= Time and Tide Bell =

UK art project

Time and Tide Bell is an art project made up of bells, designed by UK sculptor Marcus Vergette and Australian bell designer Neil McLachlan, installed at coastal locations in the UK. The first one was placed at Appledore, Devon, in 2009 and the seventh at Mablethorpe, Lincolnshire in June 2019. As of 2021 at least six further bells are planned, and funding obtained from the National Lottery Heritage Fund in 2018 will allow for up to sixteen bells in all to be installed.

Each bell rings around high tide; the bells provide a reminder that rising sea levels caused by climate change will make the pattern of their ringing change. There is every chance that some of the bells will have to be relocated in the twenty-first century.

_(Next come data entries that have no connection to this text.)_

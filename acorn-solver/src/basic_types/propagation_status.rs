use thiserror::Error;

/// The result of invoking an arc or a propagation algorithm. Propagation
/// either succeeds or detects that a domain would become empty, in which case
/// the distinguished failure is reported to the caller rather than leaving an
/// empty domain behind silently.
pub type PropagationStatus = Result<(), PropagationFailure>;

/// The signal that a domain has become empty, i.e. the constraints are jointly
/// unsatisfiable under the current bounds.
///
/// This is not recoverable within the propagation kernel; it unwinds to the
/// caller of `propagate`/`add_constraint`, and resolving it (backtracking,
/// relaxing, reporting) is entirely the search layer's responsibility.
#[derive(Clone, Debug, PartialEq, Eq, Error)]
#[error("empty domain for variable `{variable}`")]
pub struct PropagationFailure {
    /// The name of the variable whose domain became empty.
    pub variable: String,
}

impl PropagationFailure {
    pub(crate) fn for_variable(name: &str) -> Self {
        PropagationFailure {
            variable: name.to_owned(),
        }
    }
}

/// Marker raised by domain mutators when a tightening would leave no values.
///
/// Domains do not know the name of the variable they belong to; the
/// propagation context converts this marker into a [`PropagationFailure`]
/// carrying the variable name.
#[derive(Clone, Copy, Debug, PartialEq, Eq)]
pub struct EmptyDomain;
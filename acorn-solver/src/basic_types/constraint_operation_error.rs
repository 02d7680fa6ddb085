use thiserror::Error;

use super::PropagationFailure;

/// Errors related to posting constraints to the graph. These are configuration
/// errors detected at constraint- or arc-construction time, as opposed to
/// [`PropagationFailure`] which is the runtime signal of an empty domain.
#[derive(Clone, Debug, PartialEq, Eq, Error)]
pub enum ConstraintOperationError {
    /// A generic (indexed) constraint referenced two index sets with different
    /// shapes.
    #[error("index mismatch: expected {expected} elements, found {found}")]
    IndexMismatch { expected: usize, found: usize },

    /// The operation is not defined for the value type of the graph, e.g. a
    /// trigonometric arc over an integer variable.
    #[error("operation `{0}` is not supported for this value type")]
    UnsupportedOperation(&'static str),

    /// The constraint has no postable opposite and therefore cannot be
    /// reified.
    #[error("constraint `{0}` has no postable opposite and cannot be reified")]
    NotReifiable(&'static str),

    /// Posting the constraint made a domain empty during the immediate
    /// propagation that follows it.
    #[error(transparent)]
    Infeasible(#[from] PropagationFailure),
}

== Location of the bells ==

| Location | Date installed | Note | Coordinates | Image | Refs |
|---|---|---|---|---|---|
| Appledore, Devon, England | July 2009 |  | 51°03′19″N 4°11′28″W﻿ / ﻿51.055155°N 4.191194°W |  |  |
| Bosta Beach, Great Bernera, Isle of Lewis, Outer Hebrides, Scotland | June 2010 |  | 58°15′26″N 6°52′53″W﻿ / ﻿58.257104°N 6.881468°W |  |  |
| Trinity Buoy Wharf, London | September 2010 |  | 51°30′27″N 0°00′30″E﻿ / ﻿51.507455°N 0.008271°E |  |  |
| Aberdyfi, Gwynedd, Wales | July 2011 | Beneath the pier | 52°33′23″N 4°01′45″W﻿ / ﻿52.556282°N 4.029105°W |  |  |
| Cemaes, Anglesey, Wales | April 2014 | Also known as St Patrick's Bell | 53°24′48″N 4°26′52″W﻿ / ﻿53.413454°N 4.44772°W |  |  |
| Morecambe, Lancashire, England | March 2019 | On the north side of the landward end of the Stone Jetty | 54°04′25″N 2°52′37″W﻿ / ﻿54.073558°N 2.876932°W |  |  |
| Mablethorpe, Lincolnshire, England | June 2019 |  | 53°21′57″N 0°15′06″E﻿ / ﻿53.365872°N 0.251669°E |  |  |
| Harwich, Essex, England | September 2022 | Next to Low Lighthouse | 51°56′48″N 1°17′24″E﻿ / ﻿51.946663°N 1.289935°E |  |  |
| Par, Cornwall, England | April 2023 | Par Beach | 50°20′44″N 4°42′06″W﻿ / ﻿50.345567°N 4.701534°W |  |  |
| Brixham, Devon, England | June 2023 | Breakwater Beach | 50°24′00″N 3°30′15″W﻿ / ﻿50.399963°N 3.504129°W |  |  |
| Happisburgh, Norfolk, England | July 2023 |  | 52°49′28″N 1°31′53″E﻿ / ﻿52.824314°N 1.531451°E |  |  |
| Isle of Wight, off Hampshire, England |  | Under development | 50°40′N 1°16′W﻿ / ﻿50.667°N 1.267°W |  |  |
| Redcar, North Yorkshire, England |  | Under development | 54°37′4″N 1°4′8″W﻿ / ﻿54.61778°N 1.06889°W |  |  |

== Associated artworks ==
Sounds from the bells are featured on Vergette's album Tintinnabulation, released in March 2023 by the label Nonclassical.

The Time and Tide Bell Organisation have commissioned COTIDAL, a film by the Devon-based artist Tania Kovats. The intention is for the completed film to track high tide around the UK, and be 24 hours 50 minutes long. The first hour long chapter premiered in Appledore in September 2022.